There are plenty of possible ways things could work out. For instance, if the
rats have figured out that the humans can identify individual rats and treat
them different (which they might figure out if the humans have done several
kinds of experiments on the same rats because each experiment would have a
control group that gets different treatment), the rat outside might think "the
humans but this other rat in the cage--if I let it out, then when they come
back they'll be distracted putting it back in, and might leave me alone".

Or maybe it would be good to let the other rat out so that if danger arrives,
you can go hide in the cage.

Or it could make sense to have the other rat out so that the two of you can
more quickly explore the environment and find a way to escape.

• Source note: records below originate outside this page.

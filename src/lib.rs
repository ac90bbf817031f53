//! Cubic spline interpolation on tabulated 1D data, no-std and no-alloc compatible.
//!
//! Given knots `(x_i, y_i)` with strictly increasing `x`, [`fit`] solves a tridiagonal
//! system for the second derivative of the interpolant at every knot, and [`eval`]
//! evaluates the resulting piecewise cubic at observation points. The interpolant
//! passes through every knot and has continuous first and second derivatives.
//!
//! Each end of the spline takes a [`Boundary`] condition: either natural (zero
//! curvature) or clamped (a fixed first derivative).
//!
//! # Performance Scalings
//! | Operation                     | RAM       | Cost                                  |
//! |-------------------------------|-----------|---------------------------------------|
//! | fit::fit_into                 | O(1)      | O(n)                                  |
//! | eval::splint                  | O(1)      | amortized O(1) for sorted queries     |
//! | CubicSpline::eval_one         | O(1)      | O(log2(n))                            |
//!
//! # Example: Fit and Evaluate w/o Allocation
//! ```rust
//! use cspline::{fit, eval, Boundary};
//!
//! let x = [0.0_f64, 2.0, 5.0, 6.0, 8.0, 10.0];
//! let y = [0.0_f64, 1.0, 3.0, 6.0, 7.0, 10.0];
//!
//! // Storage for second derivatives and the scratch used by the solve
//! let mut y2 = [0.0; 6];
//! let mut work = [0.0; 6];
//! fit::fit_into(&x, &y, Boundary::Natural, Boundary::Natural, &mut y2, &mut work).unwrap();
//!
//! // Sequential queries reuse the search cursor
//! let mut cursor = 0;
//! for xq in [0.5, 1.5, 5.0, 9.0] {
//!     let _ = eval::splint(&x, &y, &y2, xq, &mut cursor).unwrap();
//! }
//! assert_eq!(eval::splint(&x, &y, &y2, 10.0, &mut cursor).unwrap(), 10.0);
//! ```
//!
//! # Example: Interpolator Struct
//! ```rust
//! use cspline::{fit, Boundary, CubicSpline};
//!
//! let x = [0.0_f64, 1.0, 5.0, 10.0];
//! let y = [10.0_f64, 10.0, 5.0, 0.0];
//! let y2 = fit::fit(&x, &y, Boundary::Clamped(0.0), Boundary::Clamped(0.0)).unwrap();
//!
//! let spline = CubicSpline::new(&x, &y, &y2).unwrap();
//! let out = spline.eval_alloc(&[0.0, 2.5, 7.5]).unwrap();
//! assert_eq!(out[0], 10.0);
//! ```
#![cfg_attr(not(feature = "std"), no_std)]
// These "needless" range loops mirror the recurrences they implement
#![allow(clippy::needless_range_loop)]

pub mod boundary;
pub use boundary::{Boundary, NATURAL_THRESHOLD};

pub mod error;
pub use error::SplineError;

pub mod fit;
pub mod eval;

pub mod interpolator;
pub use interpolator::CubicSpline;

#[cfg(feature = "std")]
pub mod utils;

#[cfg(feature = "std")]
pub mod table;

#[cfg(feature = "std")]
pub mod driver;

#[cfg(all(test, feature = "std"))]
pub(crate) mod testing;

The main point is that you can't really attribute letting the other rat out to
empathy, as there are many other possible explanations for why a rat might let
another rat out.

------
themgt
Alternate title: Study finds humans selectively block their empathy towards
some fellow mammals

------
ajays
I am continuously amused by how humans get in a huff when people
anthropmorphize animals' actions... "surely it can't be empathy!" ... "we
don't know if the rat is _really_ feeling the trapped rat's pain!!"

The question is: why not? Who are we to say that rats (or dogs or cats or
crows or elephants or . . . ) can't feel another's pain?

Dogs have been known to show emotion. Elephants have been known to show
emotion. Chimp mothers express sorrow when their child dies. And so on.

But people will come up with contorted explanations for these phenomena: dogs
must 'smell' some pheromone that triggers such behavior... chimp mothers are
only grieving because it's loss of a valuable tribe resource ... or things to
those effect.

You know what? Believe what you will. But I have seen more empathy coming from
animals than some humans (see Dick Cheney).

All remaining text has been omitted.